A primeira fase vai de 1950 (chegada da TV no Brasil) a 1964. Nela verificamos a censura exercida pelos patrocinadores como a de maior peso, já que aqui eles determinavam o que devia ser produzido e veiculado.
No entanto, já pode ser notada uma influência censória por parte do Estado em dois âmbitos:
1 - A televisão foi submetida à legislação de 1946 (que abrangia também o cinema, o teatro, o rádio e as diversões públicas), segundo a qual corte e interdições de programas eram dispositivos legais que entrariam em vigor se a moral brasileira fosse ferida.
2 - Em outubro de 1959, o então ministro da Justiça, Armando Falcão, assinou a primeira legislação regulamentando a censura na TV brasileira, proibindo qualquer declaração do deputado Tenório Cavalcanti sobre o caso Sacopă.
Segunda Fase
A segunda fase vai de 1964 até a extinção do AI-5 em 1979.
É caracterizada por maior influência do Estado, principalmente após o Ato Institucional número 5 quando o governo passou a ter plenos poderes para censurar, evitando qualquer publicação ou transmissão que achasse inconveniente ao regime militar.
Nesse momento, é dada ênfase ao noticiário internacional, já que muitos assuntos nacionais estavam na “ lista negra” dos militares.
O povo era tratado como criança, logo, o governo não “podia deixar” que programas dessem uma “má educação” fossem veiculados.
O regime militar foi marcado por um paradoxo – pregava a integração nacional e, ao mesmo tempo, enchia a nação com “enlatados americanos”: a partir do Golpe de 64, a TV é invadida por seriados americanos como “ A Feiticeira”, “ Perdidos no Espaço”, entre outros.
Terceira Fase
A terceira fase vai de 1979 até hoje, caracterizando-se por influência menor do Estado – mas não inexistente – e por maior pressão exercida pelos espectadores, além, é claro, de possuir a censura interna (feita pelos editores, diretores e próprios jornalistas).

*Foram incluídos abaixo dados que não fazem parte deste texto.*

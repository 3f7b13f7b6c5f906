//! Handlers for `/monitors`.
//!
//! Installing a monitor answers with a server-sent event stream. The first
//! event is `installed`, carrying `{"id": n}`; after that each notification
//! arrives as an `insert` or `delete` event whose data is the JSON-encoded
//! [`Notification`]. The stream ends when the monitor is removed, the store
//! closes, or the client goes away.

use std::sync::Arc;

use axum::{
  Json,
  extract::{Path, State},
  http::StatusCode,
  response::sse::{Event as SseEvent, KeepAlive, Sse},
};
use serde::Deserialize;
use serde_json::json;
use tokio_stream::{Stream, StreamExt as _, wrappers::ReceiverStream};
use zeit_core::{
  monitor::{MonitorId, Notification},
  query::TimeRange,
  store::EventLog,
  template::EventTemplate,
};

use crate::error::ApiError;

#[derive(Debug, Deserialize)]
pub struct InstallBody {
  #[serde(default = "TimeRange::always")]
  pub time_range: TimeRange,
  #[serde(default)]
  pub templates:  Vec<EventTemplate>,
}

fn notification_event(notification: Notification) -> Result<SseEvent, axum::Error> {
  SseEvent::default().event(notification.kind()).json_data(&notification)
}

/// `POST /monitors`
pub async fn install<S: EventLog>(
  State(store): State<Arc<S>>,
  Json(body): Json<InstallBody>,
) -> Result<Sse<impl Stream<Item = Result<SseEvent, axum::Error>>>, ApiError> {
  let (id, rx) = store
    .install_monitor(body.time_range, body.templates)
    .await
    .map_err(ApiError::from_store)?;
  tracing::info!(id, "monitor stream opened");

  let installed = SseEvent::default().event("installed").json_data(json!({ "id": id }));
  let stream = tokio_stream::once(installed).chain(ReceiverStream::new(rx).map(notification_event));
  Ok(Sse::new(stream).keep_alive(KeepAlive::default()))
}

/// `DELETE /monitors/{id}`
pub async fn remove<S: EventLog>(
  State(store): State<Arc<S>>,
  Path(id): Path<MonitorId>,
) -> Result<StatusCode, ApiError> {
  store.remove_monitor(id).await.map_err(ApiError::from_store)?;
  Ok(StatusCode::NO_CONTENT)
}
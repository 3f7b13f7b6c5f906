//! The data-source registry: the programs that insert events, and whether
//! each of them is currently allowed to.
//!
//! A source registers under a stable unique id and names the sender it
//! inserts as. Events from a sender whose source is disabled are vetoed.
//! The registry can be persisted as a JSON array; `running` is never
//! restored from disk.

use std::{
  collections::{BTreeMap, BTreeSet, HashMap},
  path::{Path, PathBuf},
  sync::RwLock,
};

use serde::{Deserialize, Serialize};

use crate::{
  Error, Event, Result, event::timestamp_now, extension::Extension, template::EventTemplate,
};

fn enabled_by_default() -> bool { true }

/// A program known to insert events.
#[derive(Debug, Clone, PartialEq, Eq, Serialize, Deserialize)]
pub struct DataSource {
  pub unique_id:       String,
  pub name:            String,
  pub description:     String,
  /// Informational: the kinds of event the source logs.
  #[serde(default)]
  pub event_templates: Vec<EventTemplate>,
  /// Registered since the log started.
  #[serde(default)]
  pub running:         bool,
  /// Last registration or insert, in ms.
  #[serde(default)]
  pub last_seen:       i64,
  #[serde(default = "enabled_by_default")]
  pub enabled:         bool,
}

#[derive(Default)]
struct Registry {
  sources: BTreeMap<String, DataSource>,
  /// unique id -> senders registered under it
  senders: HashMap<String, BTreeSet<String>>,
}

#[derive(Default)]
pub struct DataSourceRegistry {
  state: RwLock<Registry>,
  path:  Option<PathBuf>,
}

impl DataSourceRegistry {
  /// An empty, in-memory registry.
  pub fn new() -> Self { Self::default() }

  /// A registry backed by `path`. A missing file starts empty; an
  /// unreadable one is logged and ignored.
  pub fn open(path: impl Into<PathBuf>) -> Self {
    let path = path.into();
    let sources = if path.exists() {
      match Self::read(&path) {
        Ok(sources) => {
          tracing::debug!(path = %path.display(), count = sources.len(), "data sources loaded");
          sources
        }
        Err(e) => {
          tracing::warn!(path = %path.display(), error = %e, "failed to load data sources");
          BTreeMap::new()
        }
      }
    } else {
      tracing::debug!(path = %path.display(), "no existing data sources");
      BTreeMap::new()
    };
    let state = Registry { sources, senders: HashMap::new() };
    Self { state: RwLock::new(state), path: Some(path) }
  }

  fn read(path: &Path) -> Result<BTreeMap<String, DataSource>> {
    let raw = std::fs::read_to_string(path)?;
    let sources: Vec<DataSource> = serde_json::from_str(&raw)?;
    Ok(
      sources
        .into_iter()
        .map(|source| (source.unique_id.clone(), DataSource { running: false, ..source }))
        .collect(),
    )
  }

  fn persist(&self, sources: &BTreeMap<String, DataSource>) -> Result<()> {
    let Some(path) = &self.path else {
      return Ok(());
    };
    let sources: Vec<&DataSource> = sources.values().collect();
    if let Some(parent) = path.parent() {
      std::fs::create_dir_all(parent)?;
    }
    std::fs::write(path, serde_json::to_vec(&sources)?)?;
    Ok(())
  }

  /// Register `unique_id`, or refresh its metadata if already known, and
  /// associate `sender` with it. Returns whether the source is enabled.
  pub fn register(
    &self,
    unique_id: &str,
    name: String,
    description: String,
    event_templates: Vec<EventTemplate>,
    sender: Option<&str>,
  ) -> Result<bool> {
    for template in &event_templates {
      template.validate()?;
    }
    let mut state = self.state.write().unwrap_or_else(|e| e.into_inner());
    let mut next = state.sources.clone();
    let now = timestamp_now();
    let source = next
      .entry(unique_id.to_string())
      .or_insert_with(|| DataSource {
        unique_id: unique_id.to_string(),
        name: String::new(),
        description: String::new(),
        event_templates: Vec::new(),
        running: false,
        last_seen: now,
        enabled: true,
      });
    source.name = name;
    source.description = description;
    source.event_templates = event_templates;
    source.running = true;
    source.last_seen = now;
    let enabled = source.enabled;

    self.persist(&next)?;
    state.sources = next;
    if let Some(sender) = sender {
      state.senders.entry(unique_id.to_string()).or_default().insert(sender.to_string());
    }
    tracing::info!(%unique_id, sender = sender.unwrap_or("-"), enabled, "data source registered");
    Ok(enabled)
  }

  pub fn sources(&self) -> Vec<DataSource> {
    let state = self.state.read().unwrap_or_else(|e| e.into_inner());
    state.sources.values().cloned().collect()
  }

  pub fn get(&self, unique_id: &str) -> Result<DataSource> {
    let state = self.state.read().unwrap_or_else(|e| e.into_inner());
    state
      .sources
      .get(unique_id)
      .cloned()
      .ok_or_else(|| Error::UnknownDataSource(unique_id.to_string()))
  }

  /// Allow or refuse inserts from `unique_id`'s senders.
  pub fn set_enabled(&self, unique_id: &str, enabled: bool) -> Result<()> {
    let mut state = self.state.write().unwrap_or_else(|e| e.into_inner());
    let mut next = state.sources.clone();
    let source = next
      .get_mut(unique_id)
      .ok_or_else(|| Error::UnknownDataSource(unique_id.to_string()))?;
    if source.enabled == enabled {
      return Ok(());
    }
    source.enabled = enabled;
    self.persist(&next)?;
    state.sources = next;
    tracing::info!(%unique_id, enabled, "data source toggled");
    Ok(())
  }
}

impl Extension for DataSourceRegistry {
  fn name(&self) -> &str { "datasource_registry" }

  fn pre_insert(&self, event: Event, sender: Option<&str>) -> Option<Event> {
    let Some(sender) = sender else {
      return Some(event);
    };
    let mut state = self.state.write().unwrap_or_else(|e| e.into_inner());
    let Registry { sources, senders } = &mut *state;
    let now = timestamp_now();
    let mut allowed = true;
    for (unique_id, names) in senders.iter() {
      if !names.contains(sender) {
        continue;
      }
      if let Some(source) = sources.get_mut(unique_id) {
        source.last_seen = now;
        if !source.enabled {
          tracing::debug!(%unique_id, sender, "event from disabled data source dropped");
          allowed = false;
        }
      }
    }
    allowed.then_some(event)
  }

  fn unload(&self) {
    let state = self.state.read().unwrap_or_else(|e| e.into_inner());
    if let Err(e) = self.persist(&state.sources) {
      tracing::warn!(error = %e, "failed to save data sources");
    }
  }
}

#[cfg(test)]
mod tests {
  use super::*;
  use crate::Subject;

  fn event() -> Event {
    Event::new(1, "acc", "ua", "app://a").with_subject(Subject::new("file:///x"))
  }

  fn register(registry: &DataSourceRegistry, id: &str, sender: &str) -> bool {
    registry
      .register(id, "Name".into(), "Desc".into(), vec![], Some(sender))
      .unwrap()
  }

  #[test]
  fn disabled_sources_are_vetoed() {
    let registry = DataSourceRegistry::new();
    assert!(register(&registry, "org.example.editor", "editor-1"));
    assert!(registry.pre_insert(event(), Some("editor-1")).is_some());

    registry.set_enabled("org.example.editor", false).unwrap();
    assert!(registry.pre_insert(event(), Some("editor-1")).is_none());
    assert!(registry.pre_insert(event(), Some("someone-else")).is_some());
    assert!(registry.pre_insert(event(), None).is_some());

    // Registering again reports the stored flag.
    assert!(!register(&registry, "org.example.editor", "editor-2"));
    assert!(registry.pre_insert(event(), Some("editor-2")).is_none());
  }

  #[test]
  fn unknown_sources_error() {
    let registry = DataSourceRegistry::new();
    assert!(matches!(
      registry.set_enabled("nope", false),
      Err(Error::UnknownDataSource(_))
    ));
    assert!(matches!(registry.get("nope"), Err(Error::UnknownDataSource(_))));
  }

  #[test]
  fn reregistering_updates_metadata() {
    let registry = DataSourceRegistry::new();
    register(&registry, "src", "s");
    registry
      .register("src", "Renamed".into(), "New".into(), vec![EventTemplate::default()], Some("s"))
      .unwrap();
    let source = registry.get("src").unwrap();
    assert_eq!(source.name, "Renamed");
    assert_eq!(source.event_templates.len(), 1);
    assert!(source.running);
    assert_eq!(registry.sources().len(), 1);
  }

  #[test]
  fn persists_without_running_state() {
    let dir = std::env::temp_dir().join(format!("zeit-datasources-{}", std::process::id()));
    let path = dir.join("datasources.json");

    let registry = DataSourceRegistry::open(&path);
    register(&registry, "src", "s");
    registry.set_enabled("src", false).unwrap();
    registry.unload();

    let reloaded = DataSourceRegistry::open(&path);
    let source = reloaded.get("src").unwrap();
    assert!(!source.enabled);
    assert!(!source.running);
    std::fs::remove_dir_all(&dir).unwrap();
  }
}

No dia 3 de fevereiro de 1980 a censura do telejornalismo teve seu fim decretado e em 1982 foi suspensa a censura prévia aos noticiários e à programaçăo de TV.

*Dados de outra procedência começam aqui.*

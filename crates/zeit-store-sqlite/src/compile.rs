//! Template compilation: time range, storage filter and event templates to
//! a [`WhereClause`] over `event_view`.

use rusqlite::{Connection, types::Value};
use zeit_core::{
  query::{StorageState, TimeRange},
  taxonomy::Taxonomy,
  template::{EventTemplate, Field, Pattern, SubjectTemplate, parse_event_id},
};

use crate::{
  Result,
  symbol::{SymbolTable, Symbols},
  where_clause::WhereClause,
};

/// Smallest string greater than every string starting with `prefix`, if
/// one exists.
pub(crate) fn prefix_upper_bound(prefix: &str) -> Option<String> {
  let mut chars: Vec<char> = prefix.chars().collect();
  while let Some(last) = chars.pop() {
    let next = (last as u32 + 1..=char::MAX as u32).find_map(char::from_u32);
    if let Some(next) = next {
      chars.push(next);
      return Some(chars.into_iter().collect());
    }
  }
  None
}

/// `column` starts with `prefix`, as an index-friendly range.
fn prefix_range(column: &str, prefix: &str) -> (String, Vec<Value>) {
  match prefix_upper_bound(prefix) {
    Some(upper) => (
      format!("{column} >= ? AND {column} < ?"),
      vec![Value::Text(prefix.into()), Value::Text(upper)],
    ),
    None => (format!("{column} >= ?"), vec![Value::Text(prefix.into())]),
  }
}

/// The interned table behind a symbol column.
#[derive(Clone, Copy)]
enum Interned {
  Interpretation,
  Manifestation,
  Actor,
  Mimetype,
}

/// Where each field lives in `event_view`.
enum Column {
  /// The integer event id.
  Id,
  /// Interned through a [`SymbolTable`]; `id_column` holds the id.
  Symbol { id_column: &'static str, interned: Interned },
  /// A string column of the view.
  Value { column: &'static str },
}

fn column(field: Field) -> Column {
  use Interned::*;
  let symbol = |id_column, interned| Column::Symbol { id_column, interned };
  match field {
    Field::EventId => Column::Id,
    Field::EventInterpretation => symbol("interpretation", Interpretation),
    Field::EventManifestation => symbol("manifestation", Manifestation),
    Field::Actor => symbol("actor", Actor),
    Field::EventOrigin => Column::Value { column: "event_origin_uri" },
    Field::SubjectUri => Column::Value { column: "subj_uri" },
    Field::SubjectCurrentUri => Column::Value { column: "subj_current_uri" },
    Field::SubjectInterpretation => symbol("subj_interpretation", Interpretation),
    Field::SubjectManifestation => symbol("subj_manifestation", Manifestation),
    Field::SubjectOrigin => Column::Value { column: "subj_origin_uri" },
    Field::SubjectMimetype => symbol("subj_mimetype", Mimetype),
    Field::SubjectText => Column::Value { column: "subj_text" },
    Field::SubjectStorage => Column::Value { column: "subj_storage" },
  }
}

pub(crate) struct Compiler<'a> {
  conn:     &'a Connection,
  symbols:  &'a mut Symbols,
  taxonomy: &'a Taxonomy,
}

impl<'a> Compiler<'a> {
  pub fn new(conn: &'a Connection, symbols: &'a mut Symbols, taxonomy: &'a Taxonomy) -> Self {
    Self { conn, symbols, taxonomy }
  }

  /// The full filter of a find query.
  pub fn filter(
    &mut self,
    time_range: TimeRange,
    templates: &[EventTemplate],
    storage_state: StorageState,
  ) -> Result<WhereClause> {
    let mut clause = WhereClause::and();

    // The unary `+` keeps SQLite from choosing the timestamp index, which
    // is slower than the others on large logs.
    if time_range.start != 0 {
      clause.add("+timestamp >= ?", [Value::Integer(time_range.start)]);
    }
    if time_range.end != i64::MAX {
      clause.add("+timestamp <= ?", [Value::Integer(time_range.end)]);
    }

    match storage_state {
      StorageState::Any => {}
      state => clause.add(
        "(subj_storage_state = ? OR subj_storage_state IS NULL)",
        [Value::Integer(u32::from(state).into())],
      ),
    }

    clause.extend(self.templates(templates)?);
    Ok(clause)
  }

  /// OR of the templates. No templates means no constraint.
  pub fn templates(&mut self, templates: &[EventTemplate]) -> Result<WhereClause> {
    let mut any = WhereClause::or();
    for template in templates {
      let compiled = self.event_template(template)?;
      if !compiled.may_have_results() {
        tracing::debug!(?template, "template references unknown symbols");
      }
      any.extend(compiled);
    }
    Ok(any)
  }

  fn event_template(&mut self, template: &EventTemplate) -> Result<WhereClause> {
    let mut all = WhereClause::and();
    self.field(&mut all, Field::EventId, &template.id)?;
    self.field(&mut all, Field::EventInterpretation, &template.interpretation)?;
    self.field(&mut all, Field::EventManifestation, &template.manifestation)?;
    self.field(&mut all, Field::Actor, &template.actor)?;
    self.field(&mut all, Field::EventOrigin, &template.origin)?;
    for subject in &template.subjects {
      self.subject_template(&mut all, subject)?;
    }
    Ok(all)
  }

  fn subject_template(&mut self, all: &mut WhereClause, subject: &SubjectTemplate) -> Result<()> {
    self.field(all, Field::SubjectUri, &subject.uri)?;
    self.field(all, Field::SubjectCurrentUri, &subject.current_uri)?;
    self.field(all, Field::SubjectInterpretation, &subject.interpretation)?;
    self.field(all, Field::SubjectManifestation, &subject.manifestation)?;
    self.field(all, Field::SubjectOrigin, &subject.origin)?;
    self.field(all, Field::SubjectMimetype, &subject.mimetype)?;
    self.field(all, Field::SubjectText, &subject.text)?;
    self.field(all, Field::SubjectStorage, &subject.storage)?;
    Ok(())
  }

  fn table(&mut self, interned: Interned) -> &mut SymbolTable {
    match interned {
      Interned::Interpretation => &mut self.symbols.interpretation,
      Interned::Manifestation => &mut self.symbols.manifestation,
      Interned::Actor => &mut self.symbols.actor,
      Interned::Mimetype => &mut self.symbols.mimetype,
    }
  }

  /// AND one slot's condition into `all`.
  fn field(&mut self, all: &mut WhereClause, field: Field, raw: &str) -> Result<()> {
    let Some(pattern) = field.parse(raw)? else {
      return Ok(());
    };
    match column(field) {
      // `Field::parse` has already refused operators on the id.
      Column::Id => {
        let id = parse_event_id(pattern.value)?;
        all.add("id = ?", [Value::Integer(id.into())]);
      }
      Column::Value { column } => {
        let (sql, args) = value_condition(column, pattern);
        all.add(sql, args);
      }
      Column::Symbol { id_column, interned } if field.uses_taxonomy() => {
        // Positive: any member matches. Negated: no member matches.
        let mut any = WhereClause::or().negated(pattern.negated);
        for member in self.taxonomy.expand(pattern.value) {
          let member = pattern.with_value(&member);
          self.symbol_member(&mut any, interned, id_column, member)?;
        }
        all.extend(any);
      }
      Column::Symbol { id_column, interned } => {
        let table = self.table(interned).table();
        if pattern.wildcard {
          let (range, args) = prefix_range("value", pattern.value);
          let subquery = format!("SELECT id FROM {table} WHERE {range}");
          if pattern.negated {
            all.add(format!("({id_column} NOT IN ({subquery}) OR {id_column} IS NULL)"), args);
          } else {
            all.add(format!("{id_column} IN ({subquery})"), args);
          }
          return Ok(());
        }
        let conn = self.conn;
        match self.table(interned).lookup(conn, pattern.value)? {
          Some(id) if pattern.negated => all.add(
            format!("({id_column} != ? OR {id_column} IS NULL)"),
            [Value::Integer(id)],
          ),
          Some(id) => all.add(format!("{id_column} = ?"), [Value::Integer(id)]),
          // Nothing carries an unknown symbol, so its negation holds for
          // every row.
          None if pattern.negated => {}
          None => all.register_no_result(),
        }
      }
    }
    Ok(())
  }

  /// One taxonomy member as a positive disjunct; negation is carried by
  /// the enclosing clause.
  fn symbol_member(
    &mut self,
    any: &mut WhereClause,
    interned: Interned,
    id_column: &str,
    member: Pattern<'_>,
  ) -> Result<()> {
    let table = self.table(interned).table();
    if member.wildcard {
      let (range, args) = prefix_range("value", member.value);
      any.add(format!("{id_column} IN (SELECT id FROM {table} WHERE {range})"), args);
      return Ok(());
    }
    let conn = self.conn;
    match self.table(interned).lookup(conn, member.value)? {
      Some(id) => any.add(format!("{id_column} = ?"), [Value::Integer(id)]),
      None if member.negated => {}
      None => any.register_no_result(),
    }
    Ok(())
  }
}

/// Condition on a string column of the view. Negated forms also match NULL.
fn value_condition(column: &str, pattern: Pattern<'_>) -> (String, Vec<Value>) {
  let (sql, args) = if pattern.wildcard {
    let (range, args) = prefix_range(column, pattern.value);
    (format!("({range})"), args)
  } else {
    (format!("{column} = ?"), vec![Value::Text(pattern.value.into())])
  };
  if pattern.negated {
    (format!("({column} IS NULL OR NOT {sql})"), args)
  } else {
    (sql, args)
  }
}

No entanto, a televisão brasileira manteve-se conservadora, tanto na ideologia como na programação, começando a década de 80 com os programas de sucesso do passado e sendo instrumento de reforço da armação social atendendo aos interesses da classe hegemônica.
A história da tv brasileira está diretamente ligada a história do rádio no Brasil. O sucesso nas radios só foram alcançadas após popularização dos programas transmitidos. E a TV surge com força total transformando os programas de sucesso das radios e dando-lhes além da voz um rosto.O cerceamento no período militar pelo qual passou a programação das emissoras de Tv, lembra-nos dos estudos que tratam da influência dos mídias sobre a sociedade consumidora desses mídias.Por exemplo, o que temiam os militares a ponto de proibir que músicas, programas, idéias e muito mais que fosse considerado contrario aos ideais impostos fossem transmitidos pelos meios de comunicação?Será que é porque os meios tem o poder de persuadir, influenciar ou até manipular o modo de pensar dos seus consumidores?Analisando de modo breve e superficial os estudos a respeito da comunicação e dos seus efeitos podemos dizer que sim, mais ao mesmo tempo que não. Por que?Primeiro, o que é transmitido pelos mídias surtem um efeito naqueles que se submetem a eles. teorias tais como, hipodérmica, crítica, funcionalista aceitam este fato, embora porém , discordem de como se dá esta influência. Na Teoria hipodermica todos são afetados do mesmo modo, sem distinção.O que não é aceito hoje por muitos como verdade. A teoria funcionalista e crítica aceitam que exista uma influência porem esta não é generalizada e nem se dá da mesma forma. Podemos concluir, então que existe sim um poder por trás dos midias capaz de influênciar o modo de agir e de pensar de um grupo, o que porém não se pode dizer é que essa influência afeta a todos do mesmo modo e ao mesmo tempo.Daí porque dominar os meios de comunicação na época da ditadura era não só uma demonstração de poder, mas tambem uma estratégia política.